**What the task asks:** Please go line by line through the material and copy each one containing the word "RunPhase".

**Task inputs:**

--*--

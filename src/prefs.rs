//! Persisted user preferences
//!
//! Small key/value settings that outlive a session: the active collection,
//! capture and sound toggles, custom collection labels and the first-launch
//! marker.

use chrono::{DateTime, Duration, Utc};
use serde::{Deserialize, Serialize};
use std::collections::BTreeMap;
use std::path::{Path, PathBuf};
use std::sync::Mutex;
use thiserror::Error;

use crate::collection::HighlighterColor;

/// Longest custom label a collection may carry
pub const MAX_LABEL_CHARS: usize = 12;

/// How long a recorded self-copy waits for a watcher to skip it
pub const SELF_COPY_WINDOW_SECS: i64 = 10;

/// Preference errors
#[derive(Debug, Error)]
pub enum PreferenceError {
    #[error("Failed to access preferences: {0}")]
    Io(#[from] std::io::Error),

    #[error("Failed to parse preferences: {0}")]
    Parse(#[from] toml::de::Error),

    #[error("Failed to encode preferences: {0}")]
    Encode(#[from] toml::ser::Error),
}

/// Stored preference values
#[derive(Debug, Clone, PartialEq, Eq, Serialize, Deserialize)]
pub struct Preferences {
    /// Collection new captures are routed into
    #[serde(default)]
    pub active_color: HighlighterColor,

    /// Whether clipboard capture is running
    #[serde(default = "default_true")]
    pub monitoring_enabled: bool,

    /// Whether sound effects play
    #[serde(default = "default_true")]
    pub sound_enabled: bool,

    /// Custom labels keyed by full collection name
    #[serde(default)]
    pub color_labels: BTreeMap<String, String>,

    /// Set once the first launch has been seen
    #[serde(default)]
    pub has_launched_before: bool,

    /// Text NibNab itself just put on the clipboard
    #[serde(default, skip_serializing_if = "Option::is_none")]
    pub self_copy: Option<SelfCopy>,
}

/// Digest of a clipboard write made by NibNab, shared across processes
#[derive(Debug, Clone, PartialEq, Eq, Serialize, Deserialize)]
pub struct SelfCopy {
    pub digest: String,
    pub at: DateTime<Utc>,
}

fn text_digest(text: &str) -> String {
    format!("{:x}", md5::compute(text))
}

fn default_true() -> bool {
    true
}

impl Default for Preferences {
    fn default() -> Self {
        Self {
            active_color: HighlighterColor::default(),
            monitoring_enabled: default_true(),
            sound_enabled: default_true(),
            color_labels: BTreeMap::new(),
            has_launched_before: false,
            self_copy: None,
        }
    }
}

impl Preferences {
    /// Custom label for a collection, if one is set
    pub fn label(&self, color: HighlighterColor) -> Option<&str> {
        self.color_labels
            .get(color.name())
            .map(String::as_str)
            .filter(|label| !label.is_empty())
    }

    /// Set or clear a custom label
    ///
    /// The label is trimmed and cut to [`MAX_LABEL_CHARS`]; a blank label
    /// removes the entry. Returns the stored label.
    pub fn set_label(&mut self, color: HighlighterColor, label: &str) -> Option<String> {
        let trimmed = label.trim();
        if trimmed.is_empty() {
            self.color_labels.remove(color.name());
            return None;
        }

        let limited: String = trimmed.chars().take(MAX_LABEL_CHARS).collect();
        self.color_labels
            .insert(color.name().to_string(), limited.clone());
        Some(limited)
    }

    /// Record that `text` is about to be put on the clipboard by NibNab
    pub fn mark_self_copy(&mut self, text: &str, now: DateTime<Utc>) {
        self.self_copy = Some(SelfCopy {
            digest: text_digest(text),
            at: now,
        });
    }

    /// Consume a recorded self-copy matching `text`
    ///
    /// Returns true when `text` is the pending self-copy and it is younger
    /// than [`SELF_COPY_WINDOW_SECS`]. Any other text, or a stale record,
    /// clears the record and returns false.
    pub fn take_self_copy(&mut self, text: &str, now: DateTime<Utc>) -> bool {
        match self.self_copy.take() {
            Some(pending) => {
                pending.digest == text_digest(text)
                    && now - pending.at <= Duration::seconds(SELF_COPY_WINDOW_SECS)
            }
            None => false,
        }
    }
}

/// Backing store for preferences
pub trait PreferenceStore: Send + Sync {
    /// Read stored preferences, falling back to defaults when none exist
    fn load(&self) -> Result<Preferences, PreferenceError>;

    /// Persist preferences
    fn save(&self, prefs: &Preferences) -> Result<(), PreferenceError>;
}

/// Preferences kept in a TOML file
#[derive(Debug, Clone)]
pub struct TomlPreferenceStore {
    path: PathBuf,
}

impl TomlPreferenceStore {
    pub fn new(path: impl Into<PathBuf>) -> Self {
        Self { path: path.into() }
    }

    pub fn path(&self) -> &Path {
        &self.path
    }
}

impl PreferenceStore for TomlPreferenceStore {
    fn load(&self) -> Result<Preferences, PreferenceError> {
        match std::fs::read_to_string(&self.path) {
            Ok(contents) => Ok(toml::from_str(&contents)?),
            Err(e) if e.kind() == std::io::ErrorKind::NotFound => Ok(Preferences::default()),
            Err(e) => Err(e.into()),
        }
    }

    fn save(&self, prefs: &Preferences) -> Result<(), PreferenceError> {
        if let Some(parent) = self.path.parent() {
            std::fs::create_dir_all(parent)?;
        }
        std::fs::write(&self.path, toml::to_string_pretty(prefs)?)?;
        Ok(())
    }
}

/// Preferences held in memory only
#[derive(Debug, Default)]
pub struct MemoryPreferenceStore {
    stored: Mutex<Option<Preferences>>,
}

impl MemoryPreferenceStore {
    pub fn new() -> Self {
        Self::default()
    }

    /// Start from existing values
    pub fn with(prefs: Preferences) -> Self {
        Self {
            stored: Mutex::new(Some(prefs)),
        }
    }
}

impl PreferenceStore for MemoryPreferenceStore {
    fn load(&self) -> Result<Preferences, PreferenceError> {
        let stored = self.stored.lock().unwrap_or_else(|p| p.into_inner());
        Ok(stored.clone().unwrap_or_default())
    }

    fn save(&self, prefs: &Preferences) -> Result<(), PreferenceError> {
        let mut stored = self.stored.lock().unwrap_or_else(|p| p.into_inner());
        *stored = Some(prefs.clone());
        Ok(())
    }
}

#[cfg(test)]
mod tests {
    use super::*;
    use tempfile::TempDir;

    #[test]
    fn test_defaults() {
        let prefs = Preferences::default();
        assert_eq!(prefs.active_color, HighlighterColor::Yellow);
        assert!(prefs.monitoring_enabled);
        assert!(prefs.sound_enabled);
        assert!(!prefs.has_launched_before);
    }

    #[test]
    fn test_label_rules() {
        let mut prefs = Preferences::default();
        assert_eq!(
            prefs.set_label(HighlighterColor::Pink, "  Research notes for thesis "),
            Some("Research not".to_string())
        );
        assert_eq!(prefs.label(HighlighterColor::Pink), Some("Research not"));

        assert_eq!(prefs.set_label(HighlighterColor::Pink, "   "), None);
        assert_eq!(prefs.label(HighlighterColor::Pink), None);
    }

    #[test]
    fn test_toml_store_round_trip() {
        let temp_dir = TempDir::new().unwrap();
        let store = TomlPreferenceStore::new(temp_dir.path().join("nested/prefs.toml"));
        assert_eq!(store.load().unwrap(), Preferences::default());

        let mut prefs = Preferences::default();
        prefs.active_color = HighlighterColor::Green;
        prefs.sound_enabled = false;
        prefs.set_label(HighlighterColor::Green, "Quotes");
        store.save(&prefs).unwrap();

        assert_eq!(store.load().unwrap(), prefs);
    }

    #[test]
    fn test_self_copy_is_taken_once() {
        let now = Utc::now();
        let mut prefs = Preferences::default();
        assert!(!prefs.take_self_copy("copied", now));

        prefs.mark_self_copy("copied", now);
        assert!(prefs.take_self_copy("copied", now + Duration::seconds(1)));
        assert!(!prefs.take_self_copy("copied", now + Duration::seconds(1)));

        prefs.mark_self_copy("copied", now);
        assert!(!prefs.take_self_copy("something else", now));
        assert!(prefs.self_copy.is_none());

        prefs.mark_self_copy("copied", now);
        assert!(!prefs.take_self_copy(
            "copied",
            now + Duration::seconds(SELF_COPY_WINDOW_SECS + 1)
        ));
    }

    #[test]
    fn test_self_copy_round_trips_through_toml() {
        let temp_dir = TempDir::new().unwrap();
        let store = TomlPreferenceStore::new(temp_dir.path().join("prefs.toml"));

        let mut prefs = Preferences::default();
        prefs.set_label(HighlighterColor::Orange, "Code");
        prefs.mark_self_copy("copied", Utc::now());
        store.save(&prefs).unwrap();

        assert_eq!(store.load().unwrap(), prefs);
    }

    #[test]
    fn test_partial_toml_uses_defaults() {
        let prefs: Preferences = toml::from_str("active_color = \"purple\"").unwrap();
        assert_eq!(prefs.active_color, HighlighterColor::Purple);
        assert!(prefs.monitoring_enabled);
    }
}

--*--

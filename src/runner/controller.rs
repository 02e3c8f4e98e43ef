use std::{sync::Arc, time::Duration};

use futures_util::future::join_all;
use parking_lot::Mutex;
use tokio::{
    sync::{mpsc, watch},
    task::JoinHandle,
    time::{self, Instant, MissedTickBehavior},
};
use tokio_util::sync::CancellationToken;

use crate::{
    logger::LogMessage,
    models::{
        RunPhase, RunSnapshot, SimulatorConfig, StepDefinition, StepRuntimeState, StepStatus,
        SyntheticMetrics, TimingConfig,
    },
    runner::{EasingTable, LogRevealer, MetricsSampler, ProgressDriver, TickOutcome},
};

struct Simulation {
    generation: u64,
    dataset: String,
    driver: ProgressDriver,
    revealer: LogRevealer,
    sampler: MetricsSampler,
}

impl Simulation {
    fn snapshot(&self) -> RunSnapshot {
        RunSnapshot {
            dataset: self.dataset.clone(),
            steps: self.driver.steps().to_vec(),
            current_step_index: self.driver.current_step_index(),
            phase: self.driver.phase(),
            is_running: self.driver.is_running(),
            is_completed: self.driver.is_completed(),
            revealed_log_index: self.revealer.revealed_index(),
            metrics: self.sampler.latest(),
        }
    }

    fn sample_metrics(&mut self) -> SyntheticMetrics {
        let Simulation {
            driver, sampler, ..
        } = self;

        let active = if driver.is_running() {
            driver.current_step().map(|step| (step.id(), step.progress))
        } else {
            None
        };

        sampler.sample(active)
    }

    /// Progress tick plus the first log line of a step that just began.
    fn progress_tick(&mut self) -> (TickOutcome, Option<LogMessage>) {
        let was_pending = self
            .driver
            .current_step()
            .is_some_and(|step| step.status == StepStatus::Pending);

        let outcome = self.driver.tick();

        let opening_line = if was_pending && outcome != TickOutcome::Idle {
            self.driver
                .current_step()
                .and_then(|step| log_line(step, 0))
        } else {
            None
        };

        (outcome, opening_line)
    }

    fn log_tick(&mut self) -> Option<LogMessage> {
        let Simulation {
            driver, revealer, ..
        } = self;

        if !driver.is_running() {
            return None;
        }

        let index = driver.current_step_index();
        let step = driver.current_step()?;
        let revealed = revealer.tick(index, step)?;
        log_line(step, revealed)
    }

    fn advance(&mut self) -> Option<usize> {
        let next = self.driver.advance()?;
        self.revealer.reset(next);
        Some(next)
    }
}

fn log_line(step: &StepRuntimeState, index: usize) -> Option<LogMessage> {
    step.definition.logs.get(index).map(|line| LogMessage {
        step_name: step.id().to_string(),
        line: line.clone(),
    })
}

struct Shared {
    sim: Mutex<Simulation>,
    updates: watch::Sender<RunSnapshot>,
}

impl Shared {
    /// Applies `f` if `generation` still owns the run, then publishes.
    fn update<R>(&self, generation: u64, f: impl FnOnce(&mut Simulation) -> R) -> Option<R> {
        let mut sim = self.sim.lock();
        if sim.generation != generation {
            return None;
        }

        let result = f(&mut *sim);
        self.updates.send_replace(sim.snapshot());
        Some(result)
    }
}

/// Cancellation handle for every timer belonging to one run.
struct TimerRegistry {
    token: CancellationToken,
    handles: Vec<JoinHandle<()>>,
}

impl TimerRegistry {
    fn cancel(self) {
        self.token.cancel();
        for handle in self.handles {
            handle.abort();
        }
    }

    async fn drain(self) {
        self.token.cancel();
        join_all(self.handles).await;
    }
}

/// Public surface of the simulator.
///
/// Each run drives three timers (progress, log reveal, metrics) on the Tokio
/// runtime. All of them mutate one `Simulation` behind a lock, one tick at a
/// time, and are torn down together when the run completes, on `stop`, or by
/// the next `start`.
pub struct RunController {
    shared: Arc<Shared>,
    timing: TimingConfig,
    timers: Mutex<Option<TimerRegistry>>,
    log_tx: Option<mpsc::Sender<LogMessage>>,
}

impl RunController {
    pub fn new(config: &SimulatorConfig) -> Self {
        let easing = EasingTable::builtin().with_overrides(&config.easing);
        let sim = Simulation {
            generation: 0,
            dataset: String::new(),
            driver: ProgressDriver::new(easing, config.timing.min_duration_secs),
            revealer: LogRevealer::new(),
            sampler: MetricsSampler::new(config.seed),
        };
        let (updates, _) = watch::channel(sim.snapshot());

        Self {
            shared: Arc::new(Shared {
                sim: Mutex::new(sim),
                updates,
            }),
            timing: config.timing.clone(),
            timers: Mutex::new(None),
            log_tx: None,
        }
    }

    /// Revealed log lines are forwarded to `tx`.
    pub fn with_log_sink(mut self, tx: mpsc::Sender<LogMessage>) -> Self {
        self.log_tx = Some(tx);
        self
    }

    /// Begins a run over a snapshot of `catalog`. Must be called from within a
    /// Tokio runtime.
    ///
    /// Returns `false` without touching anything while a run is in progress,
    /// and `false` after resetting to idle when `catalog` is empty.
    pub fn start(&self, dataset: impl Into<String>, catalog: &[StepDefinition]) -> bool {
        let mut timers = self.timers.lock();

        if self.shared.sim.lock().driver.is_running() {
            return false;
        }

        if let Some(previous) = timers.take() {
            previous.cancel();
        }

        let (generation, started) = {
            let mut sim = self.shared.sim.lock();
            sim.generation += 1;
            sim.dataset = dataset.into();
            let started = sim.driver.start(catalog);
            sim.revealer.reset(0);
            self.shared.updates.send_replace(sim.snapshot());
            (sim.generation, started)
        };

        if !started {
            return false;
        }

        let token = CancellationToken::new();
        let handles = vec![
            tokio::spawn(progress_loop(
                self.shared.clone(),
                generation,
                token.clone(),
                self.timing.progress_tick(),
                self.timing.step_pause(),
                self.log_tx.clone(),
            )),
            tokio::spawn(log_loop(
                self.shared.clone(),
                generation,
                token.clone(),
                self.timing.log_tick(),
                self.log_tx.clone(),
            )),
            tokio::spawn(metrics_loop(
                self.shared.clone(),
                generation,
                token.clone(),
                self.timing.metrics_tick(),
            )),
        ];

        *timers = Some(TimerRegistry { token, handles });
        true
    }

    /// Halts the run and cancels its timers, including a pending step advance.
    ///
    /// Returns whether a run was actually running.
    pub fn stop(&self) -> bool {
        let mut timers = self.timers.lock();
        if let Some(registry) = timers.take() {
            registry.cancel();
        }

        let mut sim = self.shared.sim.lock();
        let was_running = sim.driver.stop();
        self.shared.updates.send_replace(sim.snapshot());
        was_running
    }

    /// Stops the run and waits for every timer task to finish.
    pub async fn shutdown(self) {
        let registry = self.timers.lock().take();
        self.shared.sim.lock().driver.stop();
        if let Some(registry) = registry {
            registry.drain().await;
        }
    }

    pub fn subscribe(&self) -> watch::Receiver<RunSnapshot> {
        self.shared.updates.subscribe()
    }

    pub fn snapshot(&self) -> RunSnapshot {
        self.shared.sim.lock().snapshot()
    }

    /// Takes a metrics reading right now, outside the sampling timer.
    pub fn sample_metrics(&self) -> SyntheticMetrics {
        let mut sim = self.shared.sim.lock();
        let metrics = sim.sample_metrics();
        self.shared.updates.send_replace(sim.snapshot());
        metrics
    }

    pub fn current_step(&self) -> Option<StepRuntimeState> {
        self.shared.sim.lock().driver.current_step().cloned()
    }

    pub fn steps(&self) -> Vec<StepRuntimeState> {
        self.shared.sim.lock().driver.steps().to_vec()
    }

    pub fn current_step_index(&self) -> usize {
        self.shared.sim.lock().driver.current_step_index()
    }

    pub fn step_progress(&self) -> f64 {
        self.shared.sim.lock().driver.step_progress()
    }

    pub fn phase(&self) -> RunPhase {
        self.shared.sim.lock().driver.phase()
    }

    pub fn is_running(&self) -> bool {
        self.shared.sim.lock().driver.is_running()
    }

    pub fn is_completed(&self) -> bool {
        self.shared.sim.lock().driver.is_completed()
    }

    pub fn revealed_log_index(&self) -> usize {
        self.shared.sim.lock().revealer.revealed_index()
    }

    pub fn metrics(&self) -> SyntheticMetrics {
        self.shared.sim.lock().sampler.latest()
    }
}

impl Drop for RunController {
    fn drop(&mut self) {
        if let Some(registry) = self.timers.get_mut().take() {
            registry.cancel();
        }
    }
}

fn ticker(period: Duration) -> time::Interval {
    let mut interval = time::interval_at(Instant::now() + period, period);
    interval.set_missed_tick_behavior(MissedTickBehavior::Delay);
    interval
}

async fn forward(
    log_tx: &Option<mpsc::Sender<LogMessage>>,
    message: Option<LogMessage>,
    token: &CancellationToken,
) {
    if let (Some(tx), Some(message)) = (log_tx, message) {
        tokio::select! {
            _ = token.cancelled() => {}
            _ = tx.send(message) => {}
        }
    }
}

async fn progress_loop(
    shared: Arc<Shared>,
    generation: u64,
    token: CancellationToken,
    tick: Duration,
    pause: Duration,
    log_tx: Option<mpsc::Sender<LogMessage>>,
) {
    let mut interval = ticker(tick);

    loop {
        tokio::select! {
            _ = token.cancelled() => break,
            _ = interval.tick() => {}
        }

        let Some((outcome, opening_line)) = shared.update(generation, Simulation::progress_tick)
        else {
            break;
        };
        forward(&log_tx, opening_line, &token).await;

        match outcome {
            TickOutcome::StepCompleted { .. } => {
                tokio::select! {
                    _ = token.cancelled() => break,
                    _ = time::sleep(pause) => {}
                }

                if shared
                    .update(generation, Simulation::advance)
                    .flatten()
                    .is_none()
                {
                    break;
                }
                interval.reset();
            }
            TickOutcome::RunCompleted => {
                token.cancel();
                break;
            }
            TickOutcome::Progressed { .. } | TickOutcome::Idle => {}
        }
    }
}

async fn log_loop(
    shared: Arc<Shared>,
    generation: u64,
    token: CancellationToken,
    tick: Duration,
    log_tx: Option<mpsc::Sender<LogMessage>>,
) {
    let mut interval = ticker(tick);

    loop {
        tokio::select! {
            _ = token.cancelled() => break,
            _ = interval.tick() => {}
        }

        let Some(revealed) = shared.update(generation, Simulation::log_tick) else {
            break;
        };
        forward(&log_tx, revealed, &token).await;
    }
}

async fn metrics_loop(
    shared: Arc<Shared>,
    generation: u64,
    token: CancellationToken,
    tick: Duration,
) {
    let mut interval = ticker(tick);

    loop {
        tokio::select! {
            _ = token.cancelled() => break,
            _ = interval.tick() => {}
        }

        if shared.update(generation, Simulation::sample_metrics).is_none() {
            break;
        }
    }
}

--*--

**Output for this exercise:**
        RunPhase, RunSnapshot, SimulatorConfig, StepDefinition, StepRuntimeState, StepStatus,
    pub fn phase(&self) -> RunPhase {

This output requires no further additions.